### Extracted records
***
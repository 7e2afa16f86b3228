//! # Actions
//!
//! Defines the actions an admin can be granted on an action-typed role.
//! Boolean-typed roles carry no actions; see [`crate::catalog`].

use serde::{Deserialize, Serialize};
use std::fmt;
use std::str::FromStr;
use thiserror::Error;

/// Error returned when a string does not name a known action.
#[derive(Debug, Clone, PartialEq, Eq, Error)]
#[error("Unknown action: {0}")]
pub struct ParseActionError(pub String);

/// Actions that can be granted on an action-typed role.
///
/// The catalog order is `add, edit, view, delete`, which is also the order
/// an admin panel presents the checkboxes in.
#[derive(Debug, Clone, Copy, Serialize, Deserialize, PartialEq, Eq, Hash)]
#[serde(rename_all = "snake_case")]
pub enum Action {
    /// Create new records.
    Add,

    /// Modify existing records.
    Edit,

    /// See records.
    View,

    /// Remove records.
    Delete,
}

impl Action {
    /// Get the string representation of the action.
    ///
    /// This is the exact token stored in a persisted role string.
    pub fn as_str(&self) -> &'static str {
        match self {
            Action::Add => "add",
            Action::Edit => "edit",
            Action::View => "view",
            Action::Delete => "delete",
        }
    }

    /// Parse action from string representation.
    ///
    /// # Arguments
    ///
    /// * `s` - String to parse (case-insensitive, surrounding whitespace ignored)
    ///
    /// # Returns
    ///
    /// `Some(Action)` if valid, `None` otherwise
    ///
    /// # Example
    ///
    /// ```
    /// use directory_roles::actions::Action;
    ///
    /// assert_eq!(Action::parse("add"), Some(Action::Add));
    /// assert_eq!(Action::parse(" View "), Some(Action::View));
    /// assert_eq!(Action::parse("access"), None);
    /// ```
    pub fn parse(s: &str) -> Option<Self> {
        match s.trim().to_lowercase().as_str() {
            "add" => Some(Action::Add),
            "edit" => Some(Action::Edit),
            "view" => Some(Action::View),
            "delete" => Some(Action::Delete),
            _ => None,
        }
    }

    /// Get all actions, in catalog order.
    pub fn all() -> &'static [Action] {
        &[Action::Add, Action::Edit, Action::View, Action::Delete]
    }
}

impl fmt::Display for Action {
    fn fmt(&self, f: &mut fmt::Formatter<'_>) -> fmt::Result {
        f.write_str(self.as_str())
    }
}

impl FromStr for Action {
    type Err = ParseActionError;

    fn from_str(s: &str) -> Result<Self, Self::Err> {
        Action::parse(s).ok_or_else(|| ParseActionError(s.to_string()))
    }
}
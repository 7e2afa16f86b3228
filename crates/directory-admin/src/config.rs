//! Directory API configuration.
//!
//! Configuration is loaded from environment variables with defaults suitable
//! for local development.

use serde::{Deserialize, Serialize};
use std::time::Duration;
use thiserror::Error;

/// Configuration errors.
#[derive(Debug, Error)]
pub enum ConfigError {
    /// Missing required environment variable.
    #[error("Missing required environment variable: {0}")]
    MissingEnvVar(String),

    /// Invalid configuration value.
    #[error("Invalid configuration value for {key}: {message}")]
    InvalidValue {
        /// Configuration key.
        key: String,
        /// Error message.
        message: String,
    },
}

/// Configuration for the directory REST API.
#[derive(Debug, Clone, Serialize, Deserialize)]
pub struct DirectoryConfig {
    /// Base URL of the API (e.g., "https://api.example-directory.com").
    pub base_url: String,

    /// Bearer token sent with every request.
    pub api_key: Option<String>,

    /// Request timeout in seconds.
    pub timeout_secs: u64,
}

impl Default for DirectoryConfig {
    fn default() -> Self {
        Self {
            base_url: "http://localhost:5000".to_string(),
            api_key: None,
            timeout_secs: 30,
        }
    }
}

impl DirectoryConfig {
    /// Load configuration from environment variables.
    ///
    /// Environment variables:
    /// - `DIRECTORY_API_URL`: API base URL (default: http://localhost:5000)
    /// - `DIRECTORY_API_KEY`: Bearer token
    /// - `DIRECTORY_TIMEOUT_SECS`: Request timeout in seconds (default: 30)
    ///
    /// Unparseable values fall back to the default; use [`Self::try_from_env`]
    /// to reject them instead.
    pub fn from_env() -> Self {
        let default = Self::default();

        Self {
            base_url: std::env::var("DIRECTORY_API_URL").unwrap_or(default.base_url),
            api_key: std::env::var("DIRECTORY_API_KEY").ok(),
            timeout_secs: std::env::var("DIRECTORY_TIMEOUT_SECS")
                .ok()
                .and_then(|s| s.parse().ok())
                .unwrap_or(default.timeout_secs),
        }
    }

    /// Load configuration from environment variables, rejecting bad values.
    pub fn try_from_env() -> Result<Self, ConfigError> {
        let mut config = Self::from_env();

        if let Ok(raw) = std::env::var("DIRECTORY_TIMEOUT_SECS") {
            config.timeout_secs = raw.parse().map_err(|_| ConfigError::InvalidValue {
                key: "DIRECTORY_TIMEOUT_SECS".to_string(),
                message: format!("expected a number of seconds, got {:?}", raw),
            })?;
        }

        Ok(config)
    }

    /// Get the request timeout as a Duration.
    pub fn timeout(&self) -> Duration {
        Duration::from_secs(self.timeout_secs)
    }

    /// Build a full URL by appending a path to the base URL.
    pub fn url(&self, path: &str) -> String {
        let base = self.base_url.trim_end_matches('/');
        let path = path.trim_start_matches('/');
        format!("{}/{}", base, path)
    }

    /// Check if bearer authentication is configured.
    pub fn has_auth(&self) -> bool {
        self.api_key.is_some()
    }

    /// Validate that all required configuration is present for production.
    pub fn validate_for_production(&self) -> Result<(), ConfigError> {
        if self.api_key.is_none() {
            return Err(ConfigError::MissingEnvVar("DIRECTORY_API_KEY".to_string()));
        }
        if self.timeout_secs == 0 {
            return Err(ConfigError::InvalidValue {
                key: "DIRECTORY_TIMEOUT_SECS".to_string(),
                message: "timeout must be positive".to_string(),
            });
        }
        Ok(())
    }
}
***
### Task instructions
Transcribe all of the entries without altering anything.

### Response below
repository 7e2afa16f86b3228
//! # Actions
//!
//! Defines the actions an admin can be granted on an action-typed role.
//! Boolean-typed roles carry no actions; see [`crate::catalog`].

use serde::{Deserialize, Serialize};
use std::fmt;
use std::str::FromStr;
use thiserror::Error;

/// Error returned when a string does not name a known action.
#[derive(Debug, Clone, PartialEq, Eq, Error)]
#[error("Unknown action: {0}")]
pub struct ParseActionError(pub String);

/// Actions that can be granted on an action-typed role.
///
/// The catalog order is `add, edit, view, delete`, which is also the order
/// an admin panel presents the checkboxes in.
#[derive(Debug, Clone, Copy, Serialize, Deserialize, PartialEq, Eq, Hash)]
#[serde(rename_all = "snake_case")]
pub enum Action {
    /// Create new records.
    Add,

    /// Modify existing records.
    Edit,

    /// See records.
    View,

    /// Remove records.
    Delete,
}

impl Action {
    /// Get the string representation of the action.
    ///
    /// This is the exact token stored in a persisted role string.
    pub fn as_str(&self) -> &'static str {
        match self {
            Action::Add => "add",
            Action::Edit => "edit",
            Action::View => "view",
            Action::Delete => "delete",
        }
    }

    /// Parse action from string representation.
    ///
    /// # Arguments
    ///
    /// * `s` - String to parse (case-insensitive, surrounding whitespace ignored)
    ///
    /// # Returns
    ///
    /// `Some(Action)` if valid, `None` otherwise
    ///
    /// # Example
    ///
    /// ```
    /// use directory_roles::actions::Action;
    ///
    /// assert_eq!(Action::parse("add"), Some(Action::Add));
    /// assert_eq!(Action::parse(" View "), Some(Action::View));
    /// assert_eq!(Action::parse("access"), None);
    /// ```
    pub fn parse(s: &str) -> Option<Self> {
        match s.trim().to_lowercase().as_str() {
            "add" => Some(Action::Add),
            "edit" => Some(Action::Edit),
            "view" => Some(Action::View),
            "delete" => Some(Action::Delete),
            _ => None,
        }
    }

    /// Get all actions, in catalog order.
    pub fn all() -> &'static [Action] {
        &[Action::Add, Action::Edit, Action::View, Action::Delete]
    }
}

impl fmt::Display for Action {
    fn fmt(&self, f: &mut fmt::Formatter<'_>) -> fmt::Result {
        f.write_str(self.as_str())
    }
}

impl FromStr for Action {
    type Err = ParseActionError;

    fn from_str(s: &str) -> Result<Self, Self::Err> {
        Action::parse(s).ok_or_else(|| ParseActionError(s.to_string()))
    }
}
repository 7e2afa16f86b3228
filename crates/directory-admin/src/config.rs
//! Directory API configuration.
//!
//! Configuration is loaded from environment variables with defaults suitable
//! for local development.

use serde::{Deserialize, Serialize};
use std::time::Duration;
use thiserror::Error;

/// Configuration errors.
#[derive(Debug, Error)]
pub enum ConfigError {
    /// Missing required environment variable.
    #[error("Missing required environment variable: {0}")]
    MissingEnvVar(String),

    /// Invalid configuration value.
    #[error("Invalid configuration value for {key}: {message}")]
    InvalidValue {
        /// Configuration key.
        key: String,
        /// Error message.
        message: String,
    },
}

/// Configuration for the directory REST API.
#[derive(Debug, Clone, Serialize, Deserialize)]
pub struct DirectoryConfig {
    /// Base URL of the API (e.g., "https://api.example-directory.com").
    pub base_url: String,

    /// Bearer token sent with every request.
    pub api_key: Option<String>,

    /// Request timeout in seconds.
    pub timeout_secs: u64,
}

impl Default for DirectoryConfig {
    fn default() -> Self {
        Self {
            base_url: "http://localhost:5000".to_string(),
            api_key: None,
            timeout_secs: 30,
        }
    }
}

impl DirectoryConfig {
    /// Load configuration from environment variables.
    ///
    /// Environment variables:
    /// - `DIRECTORY_API_URL`: API base URL (default: http://localhost:5000)
    /// - `DIRECTORY_API_KEY`: Bearer token
    /// - `DIRECTORY_TIMEOUT_SECS`: Request timeout in seconds (default: 30)
    ///
    /// Unparseable values fall back to the default; use [`Self::try_from_env`]
    /// to reject them instead.
    pub fn from_env() -> Self {
        let default = Self::default();

        Self {
            base_url: std::env::var("DIRECTORY_API_URL").unwrap_or(default.base_url),
            api_key: std::env::var("DIRECTORY_API_KEY").ok(),
            timeout_secs: std::env::var("DIRECTORY_TIMEOUT_SECS")
                .ok()
                .and_then(|s| s.parse().ok())
                .unwrap_or(default.timeout_secs),
        }
    }

    /// Load configuration from environment variables, rejecting bad values.
    pub fn try_from_env() -> Result<Self, ConfigError> {
        let mut config = Self::from_env();

        if let Ok(raw) = std::env::var("DIRECTORY_TIMEOUT_SECS") {
            config.timeout_secs = raw.parse().map_err(|_| ConfigError::InvalidValue {
                key: "DIRECTORY_TIMEOUT_SECS".to_string(),
                message: format!("expected a number of seconds, got {:?}", raw),
            })?;
        }

        Ok(config)
    }

    /// Get the request timeout as a Duration.
    pub fn timeout(&self) -> Duration {
        Duration::from_secs(self.timeout_secs)
    }

    /// Build a full URL by appending a path to the base URL.
    pub fn url(&self, path: &str) -> String {
        let base = self.base_url.trim_end_matches('/');
        let path = path.trim_start_matches('/');
        format!("{}/{}", base, path)
    }

    /// Check if bearer authentication is configured.
    pub fn has_auth(&self) -> bool {
        self.api_key.is_some()
    }

    /// Validate that all required configuration is present for production.
    pub fn validate_for_production(&self) -> Result<(), ConfigError> {
        if self.api_key.is_none() {
            return Err(ConfigError::MissingEnvVar("DIRECTORY_API_KEY".to_string()));
        }
        if self.timeout_secs == 0 {
            return Err(ConfigError::InvalidValue {
                key: "DIRECTORY_TIMEOUT_SECS".to_string(),
                message: "timeout must be positive".to_string(),
            });
        }
        Ok(())
    }
}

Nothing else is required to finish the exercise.